A man at five and thirty should no more regret not
having had a happier childhood than he should regret
not having been born a prince of the blood.
He might be happier if he had been more fortunate
in childhood, but, for aught he knows, if he had, something
else might have happened which might have killed him
long ago. If I had to be born again I would
be born at Battersby of the same father and mother
as before, and I would not alter anything that has
ever happened to me.”
The most amusing incident that I can
remember about his childhood was that when he was
about seven years old he told me he was going to have
a natural child. I asked him his reasons for
thinking this, and he explained that papa and mamma
had always told him that nobody had children till
they were married, and as long as he had believed this
of course he had had no idea of having a child, till
he was grown up; but not long since he had been reading
Mrs Markham’s history of England and had come
upon the words “John of Gaunt had several natural
children” he had therefore asked his governess
what a natural child was—were not all children
natural?
“Oh, my dear,” said she,
“a natural child is a child a person has before
he is married.” On this it seemed to follow
logically that if John of Gaunt had had children before
he was married, he, Ernest Pontifex, might have them
also, and he would be obliged to me if I would tell
him what he had better do under the circumstances.
I enquired how long ago he had made
this discovery. He said about a fortnight, and
he did not know where to look for the child, for it
might come at any moment. “You know,”
he said, “babies come so suddenly; one goes
to bed one night and next morning there is a baby.
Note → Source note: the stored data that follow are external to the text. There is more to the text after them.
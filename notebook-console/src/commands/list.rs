//! `nbconsole list` and `nbconsole link` - non-interactive listing

use std::sync::Arc;

use chrono::NaiveDate;

use notebook_core::filter::{DateRange, ProjectFilter, QueryFilter};
use notebook_core::link::build_notebook_detail_url;
use notebook_core::model::Instance;
use notebook_core::notify::TracingNotifier;

use crate::console::Setup;

#[derive(Debug, Default)]
pub struct ListArgs {
    pub search: Option<String>,
    pub tag: Option<String>,
    pub project: Option<String>,
    pub from: Option<NaiveDate>,
    pub to: Option<NaiveDate>,
    pub ignore_case: bool,
    pub json: bool,
}

impl ListArgs {
    pub fn filter(&self) -> Result<QueryFilter, String> {
        let mut filter = QueryFilter::new().with_case_sensitive(!self.ignore_case);
        if let Some(search) = &self.search {
            filter = filter.with_search(search.clone());
        }
        if let Some(tag) = &self.tag {
            filter = filter.with_tag_query(tag.clone());
        }
        if let Some(project) = &self.project {
            filter = filter.with_project(ProjectFilter::parse(project));
        }
        match (self.from, self.to) {
            (None, None) => {}
            (Some(from), Some(to)) => filter = filter.with_date_range(DateRange::new(from, to)),
            _ => return Err("--from and --to must be given together".to_string()),
        }
        Ok(filter)
    }
}

/// Run the list command
pub async fn run_list(setup: &Setup, args: ListArgs) -> Result<(), String> {
    let filter = args.filter()?;
    let manager = setup.manager(Arc::new(TracingNotifier)).await?;
    let rows = manager.filtered(&filter).await;

    if args.json {
        let json = serde_json::to_string_pretty(&rows)
            .map_err(|e| format!("Failed to encode listing: {}", e))?;
        println!("{}", json);
        return Ok(());
    }

    let total = manager.instances().await.len();
    println!("Source: {}", setup.source_label());
    println!("Filter: {}  ({} of {})\n", filter.label(), rows.len(), total);
    print!("{}", format_table(&rows));
    Ok(())
}

/// Run the link command
pub async fn run_link(setup: &Setup, id: &str) -> Result<(), String> {
    let manager = setup.manager(Arc::new(TracingNotifier)).await?;
    let Some(inst) = manager.instance(id).await else {
        let known: Vec<String> = manager.instances().await.into_iter().map(|i| i.id).collect();
        return Err(format!(
            "Unknown instance '{}'. Available: {}",
            id,
            known.join(", ")
        ));
    };

    println!("{}", build_notebook_detail_url(&inst.id));
    if let Some(url) = &inst.url {
        println!("{}", url);
    }
    Ok(())
}

pub fn format_table(rows: &[Instance]) -> String {
    if rows.is_empty() {
        return "No instances match.\n".to_string();
    }

    let id_width = rows.iter().map(|i| i.id.len()).max().unwrap_or(2).max(2);
    let name_width = rows.iter().map(|i| i.name.len()).max().unwrap_or(4).max(4);

    let mut out = format!(
        "{:<id_width$}  {:<name_width$}  {:<9}  {:<8}  {}\n",
        "ID", "NAME", "STATUS", "RUNTIME", "CREATED"
    );
    for inst in rows {
        out.push_str(&format!(
            "{:<id_width$}  {:<name_width$}  {:<9}  {:<8}  {}\n",
            inst.id,
            inst.name,
            inst.status.label(),
            inst.runtime_label(),
            inst.created_at.format("%Y-%m-%d"),
        ));
    }
    out
}

#[cfg(test)]
mod tests {
    use super::*;
    use notebook_core::backend::EndpointConfig;

    use crate::fixtures::DemoSource;

    #[test]
    fn test_date_range_needs_both_ends() {
        let args = ListArgs {
            from: NaiveDate::from_ymd_opt(2024, 1, 1),
            ..Default::default()
        };
        assert!(args.filter().is_err());
    }

    #[test]
    fn test_args_build_filter() {
        let args = ListArgs {
            search: Some("bert".into()),
            project: Some("all".into()),
            ignore_case: true,
            ..Default::default()
        };
        let filter = args.filter().unwrap();
        assert_eq!(filter.search_term, "bert");
        assert_eq!(filter.project_filter, ProjectFilter::All);
        assert!(!filter.case_sensitive);
    }

    #[test]
    fn test_table_lists_every_row() {
        let fixtures = DemoSource::new(EndpointConfig::default()).fixtures();
        let table = format_table(&fixtures.instances);
        let lines: Vec<&str> = table.lines().collect();
        assert_eq!(lines.len(), 1 + fixtures.instances.len());
        assert!(lines[0].starts_with("ID"));
        assert!(lines[1].contains("running"));
        assert!(lines[2].contains("stopped"));
    }

    #[test]
    fn test_empty_table() {
        assert_eq!(format_table(&[]), "No instances match.\n");
    }
}
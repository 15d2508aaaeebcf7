use thiserror::Error;

use crate::lifecycle::Rejected;
use crate::model::InstanceId;

/// Why a console operation was not applied
#[derive(Clone, Debug, PartialEq, Eq, Error)]
pub enum OperationError {
    /// Form input failed validation; nothing was submitted
    #[error("invalid {field}: {reason}")]
    Validation { field: &'static str, reason: String },

    /// The lifecycle table does not allow the action in the current status
    #[error("instance {id}: {reason}")]
    Rejected { id: InstanceId, reason: Rejected },

    #[error("instance not found: {id}")]
    NotFound { id: InstanceId },

    /// The manager was disposed; no further operations are accepted
    #[error("console has been disposed")]
    Disposed,
}

impl OperationError {
    pub fn validation(field: &'static str, reason: impl Into<String>) -> Self {
        Self::Validation {
            field,
            reason: reason.into(),
        }
    }

    pub fn is_validation(&self) -> bool {
        matches!(self, Self::Validation { .. })
    }

    pub fn is_rejected(&self) -> bool {
        matches!(self, Self::Rejected { .. })
    }
}
pub mod config;
pub mod error;
pub mod filter;
pub mod form;
pub mod lifecycle;
pub mod link;
pub mod model;
pub mod notify;
pub mod reducer;
pub mod state;

// Backend seam and the scope its completions run in
pub mod backend;
pub mod tasks;

// Data source injection
pub mod source;

// Lifecycle manager
pub mod manager;
//! Where the console's records come from
//!
//! The lifecycle manager does not own fixture data; it is seeded from an
//! [`InstanceSource`] handed to it at load time.

use std::collections::BTreeSet;

use async_trait::async_trait;
use thiserror::Error;

use crate::model::{Dataset, Instance, Project};

/// A full listing as returned by a source
#[derive(Clone, Debug, Default, PartialEq)]
pub struct Fixtures {
    pub instances: Vec<Instance>,
    pub projects: Vec<Project>,
    pub datasets: Vec<Dataset>,
}

#[derive(Debug, Error)]
pub enum SourceError {
    #[error("duplicate {kind} id '{id}'")]
    DuplicateId { kind: &'static str, id: String },
    #[error("{kind} '{id}' references unknown project '{project}'")]
    UnknownProject {
        kind: &'static str,
        id: String,
        project: String,
    },
}

impl Fixtures {
    /// Ids must be unique per kind and project references must resolve.
    pub fn check(&self) -> Result<(), SourceError> {
        unique("instance", self.instances.iter().map(|i| i.id.as_str()))?;
        unique("project", self.projects.iter().map(|p| p.id.as_str()))?;
        unique("dataset", self.datasets.iter().map(|d| d.id.as_str()))?;

        let known: BTreeSet<&str> = self.projects.iter().map(|p| p.id.as_str()).collect();
        // Without a project listing there is nothing to resolve against.
        if known.is_empty() {
            return Ok(());
        }
        for inst in &self.instances {
            if let Some(project) = &inst.project {
                if !known.contains(project.as_str()) {
                    return Err(SourceError::UnknownProject {
                        kind: "instance",
                        id: inst.id.clone(),
                        project: project.clone(),
                    });
                }
            }
        }
        for ds in &self.datasets {
            if !known.contains(ds.project.as_str()) {
                return Err(SourceError::UnknownProject {
                    kind: "dataset",
                    id: ds.id.clone(),
                    project: ds.project.clone(),
                });
            }
        }
        Ok(())
    }
}

fn unique<'a>(kind: &'static str, ids: impl Iterator<Item = &'a str>) -> Result<(), SourceError> {
    let mut seen = BTreeSet::new();
    for id in ids {
        if !seen.insert(id) {
            return Err(SourceError::DuplicateId {
                kind,
                id: id.to_string(),
            });
        }
    }
    Ok(())
}

#[async_trait]
pub trait InstanceSource: Send + Sync {
    async fn fetch(&self) -> Result<Fixtures, SourceError>;

    fn name(&self) -> &'static str;
}

/// Serves a fixed listing; used for tests and embedding.
#[derive(Clone, Debug, Default)]
pub struct StaticSource {
    fixtures: Fixtures,
}

impl StaticSource {
    pub fn new(fixtures: Fixtures) -> Self {
        Self { fixtures }
    }

    pub fn instances(instances: Vec<Instance>) -> Self {
        Self::new(Fixtures {
            instances,
            ..Default::default()
        })
    }
}

#[async_trait]
impl InstanceSource for StaticSource {
    async fn fetch(&self) -> Result<Fixtures, SourceError> {
        Ok(self.fixtures.clone())
    }

    fn name(&self) -> &'static str {
        "static"
    }
}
Why, it might die of cold if we are not on the look-out
for it. I hope it will be a boy.”
“And you have told your governess about this?”
“Yes, but she puts me off and
does not help me: she says it will not come for
many years, and she hopes not then.”
“Are you quite sure that you
have not made any mistake in all this?”
“Oh, no; because Mrs Burne,
you know, called here a few days ago, and I was sent
for to be looked at. And mamma held me out at
arm’s length and said, ‘Is he Mr Pontifex’s
child, Mrs Burne, or is he mine?’ Of course,
she couldn’t have said this if papa had not had
some of the children himself. I did think the
gentleman had all the boys and the lady all the girls;
but it can’t be like this, or else mamma would
not have asked Mrs Burne to guess; but then Mrs Burne
said, ’Oh, he’s Mr Pontifex’s child
of course,’ and I didn’t quite know
what she meant by saying ’of course’:
it seemed as though I was right in thinking that the
husband has all the boys and the wife all the girls;
I wish you would explain to me all about it.”
This I could hardly do, so I changed
the conversation, after reassuring him as best I could.